Preterm Birth of Infants Prenatally Diagnosed with Congenital Heart Disease, Characteristics, Associations, and Outcomes.

There are limited data on the relation between congenital heart disease (CHD) and preterm birth (PTB). We aimed to estimate the risk of PTB in newborns with CHD, to study associations and risk factors (modifiable and non-modifiable) as well as investigate postnatal outcomes. This was a retrospective cohort study of 336 pregnancies diagnosed with CHD between 2011 and 2016. Groups consisted of those delivered at or after 37 weeks, and those who delivered prior to 37 weeks. Collected data included maternal and fetal characteristics as well postnatal outcomes. Complete data were obtained from 237 singleton pregnancies.
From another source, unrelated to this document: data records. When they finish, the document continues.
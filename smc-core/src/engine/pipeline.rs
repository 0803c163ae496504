//! Single-instrument, bar-synchronous pipeline.
//!
//! One committed tick per final base bar, evaluated in dependency order:
//! detectors, trend aligner, composer, lifecycle manager, then the kernel
//! channel (which only sees the close). Every input check runs before any
//! state changes, so a rejected tick leaves the pipeline exactly as it was.
//!
//! Pipelines share nothing; run one per instrument, on any thread.

use chrono::NaiveDateTime;
use tracing::{debug, warn};

use crate::config::StrategyConfig;
use crate::data::check_visible;
use crate::detectors::{
    DetectorFlags, FairValueGapDetector, LiquiditySweepDetector, MarketStructureDetector,
    OrderBlockDetector, MAX_LOOKBACK,
};
use crate::domain::{Bar, PositionState, Timeframe};
use crate::error::{AlignmentError, EngineError, NumericError};
use crate::indicators::RollingWindow;
use crate::kernel::KernelRegressionChannel;
use crate::position_management::PositionLifecycleManager;
use crate::signals::{LiquidityRange, SignalComposer};
use crate::trend::TrendAligner;

use super::output::TickOutput;

#[derive(Debug, Clone)]
pub struct Pipeline {
    config: StrategyConfig,
    base_tf: Timeframe,
    htf_tf: Timeframe,
    history: RollingWindow<Bar>,
    /// Committed ticks so far; also the index the next bar will get.
    ticks: usize,
    last_timestamp: Option<NaiveDateTime>,
    structure: MarketStructureDetector,
    order_blocks: OrderBlockDetector,
    fvg: FairValueGapDetector,
    sweeps: LiquiditySweepDetector,
    trend: TrendAligner,
    composer: SignalComposer,
    lifecycle: PositionLifecycleManager,
    kernel: KernelRegressionChannel,
}

impl Pipeline {
    /// Validate the configuration and build a fresh pipeline.
    pub fn new(config: StrategyConfig) -> Result<Self, EngineError> {
        config.validate()?;
        let kernel = KernelRegressionChannel::new(config.kernel_mode(), config.kernel.multiplier)?;
        Ok(Self {
            base_tf: config.timeframes.entry,
            htf_tf: config.timeframes.higher,
            history: RollingWindow::new(MAX_LOOKBACK),
            ticks: 0,
            last_timestamp: None,
            structure: MarketStructureDetector,
            order_blocks: OrderBlockDetector::new(config.detectors.order_block_lookback),
            fvg: FairValueGapDetector,
            sweeps: LiquiditySweepDetector::new(config.detectors.liquidity_aggressiveness),
            trend: TrendAligner::new(),
            composer: SignalComposer::new(config.risk.enable_long, config.risk.enable_short),
            lifecycle: PositionLifecycleManager::new(config.lifecycle_params()),
            kernel,
            config,
        })
    }

    pub fn config(&self) -> &StrategyConfig {
        &self.config
    }

    pub fn bars_processed(&self) -> usize {
        self.ticks
    }

    /// Committed bars before the entry trend and volume filters can all fire.
    pub fn warmup_bars(&self) -> usize {
        self.trend.entry_warmup()
    }

    pub fn position_state(&self) -> PositionState {
        self.lifecycle.state()
    }

    pub fn lifecycle(&self) -> &PositionLifecycleManager {
        &self.lifecycle
    }

    /// Kernel channel, e.g. for the repainted curve in endpoint mode.
    pub fn kernel(&self) -> &KernelRegressionChannel {
        &self.kernel
    }

    pub fn order_blocks(&self) -> &OrderBlockDetector {
        &self.order_blocks
    }

    /// Commit one base bar together with the latest closed HTF bar, if any.
    ///
    /// A bar that is not final is not committed: it is evaluated as
    /// [`Pipeline::preview`] would.
    pub fn on_bar(&mut self, bar: &Bar, htf: Option<&Bar>) -> Result<TickOutput, EngineError> {
        if !bar.is_final {
            return self.preview(bar, htf);
        }
        if let Err(err) = self.validate(bar, htf) {
            warn!(at = %bar.timestamp, %err, "tick rejected");
            return Err(err);
        }
        self.advance(bar, htf, true)
    }

    /// Evaluate a live bar against a scratch copy of the state.
    ///
    /// Detectors and signals are reported as if the bar closed now, except
    /// that fair-value gaps never fire on a live bar. No intent is emitted
    /// and the pipeline itself is untouched.
    pub fn preview(&self, bar: &Bar, htf: Option<&Bar>) -> Result<TickOutput, EngineError> {
        self.validate(bar, htf)?;
        let live = Bar {
            is_final: false,
            ..*bar
        };
        let mut scratch = self.clone();
        scratch.advance(&live, htf, false)
    }

    fn validate(&self, bar: &Bar, htf: Option<&Bar>) -> Result<(), EngineError> {
        check_bar_finite(bar)?;
        if let Some(last) = self.last_timestamp {
            if bar.timestamp <= last {
                return Err(AlignmentError::BaseOutOfOrder {
                    got: bar.timestamp,
                    last,
                }
                .into());
            }
        }
        if let Some(htf) = htf {
            check_bar_finite(htf)?;
            check_visible(bar, self.base_tf, htf, self.htf_tf)?;
            if let Some(last) = self.trend.last_htf_timestamp() {
                if htf.timestamp < last {
                    return Err(AlignmentError::HtfOutOfOrder {
                        got: htf.timestamp,
                        last,
                    }
                    .into());
                }
            }
        }
        Ok(())
    }

    fn advance(
        &mut self,
        bar: &Bar,
        htf: Option<&Bar>,
        commit: bool,
    ) -> Result<TickOutput, EngineError> {
        let bar_index = self.ticks;
        self.history.push(*bar);

        let flags = DetectorFlags {
            structure: self.structure.evaluate(&self.history),
            order_blocks: self.order_blocks.evaluate(&self.history, bar_index),
            fvg: self.fvg.evaluate(&self.history),
            sweeps: self.sweeps.evaluate(&self.history),
        };
        let trend = self.trend.update(bar, htf)?;
        let liquidity_range = LiquidityRange::from_history(&self.history);

        let gate = self.lifecycle.gate(bar_index);
        let signals = self
            .composer
            .compose(bar, &flags, &trend, &liquidity_range, gate);
        if signals.long_setup && signals.short_setup {
            warn!(bar_index, "long and short setups on the same bar");
        }

        let intent = if commit {
            self.lifecycle.on_bar(bar, bar_index, &signals)
        } else {
            None
        };
        let kernel = self.kernel.update(bar.close)?;

        if commit {
            self.ticks += 1;
            self.last_timestamp = Some(bar.timestamp);
        }
        debug!(bar_index, ?flags, ?trend, ?signals, provisional = !commit, "tick");

        Ok(TickOutput {
            bar_index,
            timestamp: bar.timestamp,
            provisional: !commit,
            flags,
            trend,
            liquidity_range,
            signals,
            position_state: self.lifecycle.state(),
            intent,
            kernel,
        })
    }
}

fn check_bar_finite(bar: &Bar) -> Result<(), NumericError> {
    let fields = [
        ("bar open", bar.open),
        ("bar high", bar.high),
        ("bar low", bar.low),
        ("bar close", bar.close),
        ("bar volume", bar.volume),
    ];
    match fields.into_iter().find(|(_, v)| !v.is_finite()) {
        Some((what, value)) => Err(NumericError::NonFinite { what, value }),
        None => Ok(()),
    }
}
The overall proportion of PTB was 23.2% for all CHD, of which 38.2% were spontaneous PTB which was almost unchanged after excluding extracardiac anomalies and pathogenic chromosomal abnormalities. Significant non-modifiable risk factors were pregnancy-related HTN disorders (P < 0.001), fetal growth restriction (P = 0.01), and pathogenic chromosomal abnormalities (P = 0.046). Significant PTB modifiable risk factors included prenatal marijuana use (P = 0.01). Pregnancies delivered at 37-38 weeks had significantly more newborns with birthweight < 2500 g (P < 0.001), required more pre-operative NICU support including intubation (P = 0.049), vasopressors (P = 0.04), prostaglandins (P = 0.003), antibiotics (P = 0.01), and had longer hospital stay (P = 0.001) than those delivered at ≥ 39 weeks. Prenatally diagnosed pregnancies with CHD had higher PTB rate compared to the general population, with spontaneous PTB comprising 38.2% of these preterm deliveries. Most PTB risk factors were non-modifiable, however, significant modifiable factors included marijuana use in pregnancy. Outcomes were favorable in neonates delivered at or beyond 39 weeks.